Some reporters seem eager to portray yesterday's small setbacks in the War on Iraq as the first steps into the quagmire of a new Vietnam War. As Bill Quick, the DailyPundit, says:
What sort of namby-pamby pantywaists are reporting on this war? I lived through Vietnam. The casualty numbers for this entire attack would rate barely a mention in the numbers for a single day of the Vietnam conflict, and most reporters, even the antiwar ones (many of them, though fewer than today, believe it or not) would have been shocked at the notion of victories expected in a few hours. In that war, it might be a week's bloody work to take a single hill, which would then be lost a week later, and have to be retaken all over again - generally at a cost much greater than we have spent in the entire Iraq attack.

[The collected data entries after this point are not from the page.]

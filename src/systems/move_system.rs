// src/systems/move_system.rs

use log::{debug, info};

use super::context::SystemContext;
use super::race_system::race_entry;
use crate::components::energy::Energy;
use crate::components::position::Position2D;
use crate::components::progress::PlayerProgress;
use crate::components::race::RaceStatus;
use crate::components::velocity::Velocity2D;
use crate::ecs::entity::EntityKey;
use crate::ecs::system::System;
use crate::error::GameError;
use crate::events::GameEvent;
use crate::logic::rules::{available_energy, spend, validate_acceleration, PlayerStep, ProgressPolicy};
use crate::protocol::{Identity, ModuleId, RaceId};

/// Per-turn movement and the energy economy behind it.
#[derive(Debug, Clone, Copy)]
pub struct MoveSystem {
    address: Identity,
}

impl MoveSystem {
    pub const ID: ModuleId = ModuleId::from_static("race.systems.MoveSystem");

    pub fn new(address: Identity) -> Self {
        Self { address }
    }

    /// Accelerates `caller` by `(dvx, dvy)`, moves one step with the new
    /// velocity and pays the move cost. Progress along the track is then
    /// evaluated by `policy` in the same transaction.
    pub fn move_player(
        &self,
        ctx: &mut SystemContext<'_>,
        policy: &dyn ProgressPolicy,
        caller: Identity,
        race_id: RaceId,
        dvx: i32,
        dvy: i32,
    ) -> Result<(), GameError> {
        ctx.require_active(self)?;
        validate_acceleration(dvx, dvy)?;

        let (race_entity, race) = race_entry(ctx.world(), race_id)?;
        if race.status() != RaceStatus::Started {
            return Err(GameError::RaceNotStarted(race_id));
        }
        if !race.has_joined(caller) {
            return Err(GameError::PlayerNotJoined { race: race_id, player: caller });
        }
        let mut race = race.clone();

        let world = ctx.world();
        let entity = world
            .entity(&EntityKey::RacePlayer { race: race_id, player: caller })
            .ok_or(GameError::PlayerNotJoined { race: race_id, player: caller })?;
        let progress = world.get_component::<PlayerProgress>(entity).copied().unwrap_or_default();
        if progress.is_finished() {
            return Err(GameError::PlayerAlreadyFinished { race: race_id, player: caller });
        }
        let position = world.get_component::<Position2D>(entity).copied().unwrap_or_default();
        let velocity = world.get_component::<Velocity2D>(entity).copied().unwrap_or_default();
        let energy = world
            .get_component::<Energy>(entity)
            .copied()
            .unwrap_or(Energy::full(ctx.config().max_energy, ctx.now()));

        let available = available_energy(&energy, ctx.now(), ctx.config());
        let remaining = spend(available, ctx.config().move_cost())?;

        let velocity = velocity.accelerate(i64::from(dvx), i64::from(dvy));
        let next = position.step(velocity);
        let now = ctx.now();

        ctx.write(self, entity, velocity)?;
        ctx.write(self, entity, next)?;
        ctx.write(self, entity, Energy { value: remaining, last_update: now })?;
        ctx.emit(GameEvent::PlayerMoved { race_id, player: caller });
        debug!(
            "MoveSystem: {} in {} moved ({}, {}) -> ({}, {}), energy {} left",
            caller, race_id, position.x, position.y, next.x, next.y, remaining
        );

        let step = PlayerStep { player: caller, from: position, to: next, progress };
        let update = policy.evaluate(ctx.world(), &race, &step)?;
        if update.progress != progress {
            ctx.write(self, entity, update.progress)?;
        }
        for checkpoint in &update.crossed {
            debug!("MoveSystem: {} crossed checkpoint {} in {}", caller, checkpoint, race_id);
            ctx.emit(GameEvent::CheckpointCrossed { race_id, player: caller, checkpoint: *checkpoint });
        }
        if update.finished_rank.is_some() {
            let rank = race.record_finish(caller);
            ctx.emit(GameEvent::PlayerFinished { race_id, player: caller, rank });
            info!("MoveSystem: {} finished {} in position {}", caller, race_id, rank);
            if update.race_finished {
                race.advance(RaceStatus::Finished)?;
                ctx.emit(GameEvent::RaceFinished { race_id });
                info!("MoveSystem: {} finished", race_id);
            }
            ctx.write(self, race_entity, race)?;
        }
        Ok(())
    }
}

impl System for MoveSystem {
    fn id(&self) -> ModuleId {
        Self::ID
    }

    fn address(&self) -> Identity {
        self.address
    }
}
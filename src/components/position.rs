// src/components/position.rs

use serde::{Deserialize, Serialize};

use crate::components::velocity::Velocity2D;
use crate::ecs::component::Component;
use crate::protocol::ModuleId;

/// Grid cell a player occupies. The grid is unbounded in every direction.
#[derive(Debug, Clone, Copy, PartialEq, Eq, Hash, Default, Serialize, Deserialize)]
pub struct Position2D {
    pub x: i64,
    pub y: i64,
}

impl Position2D {
    pub const fn new(x: i64, y: i64) -> Self {
        Self { x, y }
    }

    /// One integration step: the cell reached after travelling `velocity` for one turn.
    pub fn step(self, velocity: Velocity2D) -> Self {
        Self { x: self.x + velocity.vx, y: self.y + velocity.vy }
    }
}

impl From<(i64, i64)> for Position2D {
    fn from((x, y): (i64, i64)) -> Self {
        Self { x, y }
    }
}

impl Component for Position2D {
    const ID: ModuleId = ModuleId::from_static("race.components.Position2D");
}
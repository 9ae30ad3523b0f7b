// src/logic/rules/move_validation.rs
//! Acceleration limits for a single move.

use crate::error::GameError;

/// Each axis may change by at most one unit per move.
pub fn is_valid_acceleration(dv: i32) -> bool {
    (-1..=1).contains(&dv)
}

pub fn validate_acceleration(dvx: i32, dvy: i32) -> Result<(), GameError> {
    if is_valid_acceleration(dvx) && is_valid_acceleration(dvy) {
        Ok(())
    } else {
        Err(GameError::InvalidMove { dvx, dvy })
    }
}
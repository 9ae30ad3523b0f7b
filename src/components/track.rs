// src/components/track.rs

use serde::{Deserialize, Serialize};

use crate::ecs::component::Component;
use crate::ecs::entity::Entity;
use crate::protocol::ModuleId;

/// Course geometry. `lines` point at boundary [`LineSegment`] entities and
/// `checkpoints` at [`Checkpoint`] entities, both in the order they were
/// submitted. Never modified after creation.
///
/// [`LineSegment`]: crate::components::line_segment::LineSegment
/// [`Checkpoint`]: crate::components::checkpoint::Checkpoint
#[derive(Debug, Clone, PartialEq, Eq, Default, Serialize, Deserialize)]
pub struct Track {
    pub lines: Vec<Entity>,
    pub checkpoints: Vec<Entity>,
}

impl Component for Track {
    const ID: ModuleId = ModuleId::from_static("race.components.Track");
}
// src/components/velocity.rs

use serde::{Deserialize, Serialize};

use crate::ecs::component::Component;
use crate::protocol::ModuleId;

/// Cells travelled per turn on each axis. Not capped.
#[derive(Debug, Clone, Copy, PartialEq, Eq, Hash, Default, Serialize, Deserialize)]
pub struct Velocity2D {
    pub vx: i64,
    pub vy: i64,
}

impl Velocity2D {
    pub fn accelerate(self, dvx: i64, dvy: i64) -> Self {
        Self { vx: self.vx + dvx, vy: self.vy + dvy }
    }
}

impl Component for Velocity2D {
    const ID: ModuleId = ModuleId::from_static("race.components.Velocity2D");
}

That Quick is right can be demonstrated with a five-minute Google search, a PDF reader, and some simple arithmetic. This site gives "total in-theater deaths" for the U.S. military in Vietnam (1955-75) as 58,198 (not counting another 1,876 killed, missing, or captured with no remains, which I will omit, though a case could be made for including them). According to this site, over 98% of Marine deaths in Vietnam came in the six years 1965 through 1970. If the other services followed the same pattern, that means an average of 26.03 deaths per day over those six years. Perhaps casualties in the other services were a bit more spread out: let's say 25 per day as a useful estimate.
So far in Iraq, U.S. military deaths total 25 over 5 days.* To turn Iraq into a new Vietnam, we would have to quintuple the casualty rate, and keep it quintupled for another 5 years, 11 months, and 25 days. So far -- knock on wood -- the Vietnam comparison is absurd.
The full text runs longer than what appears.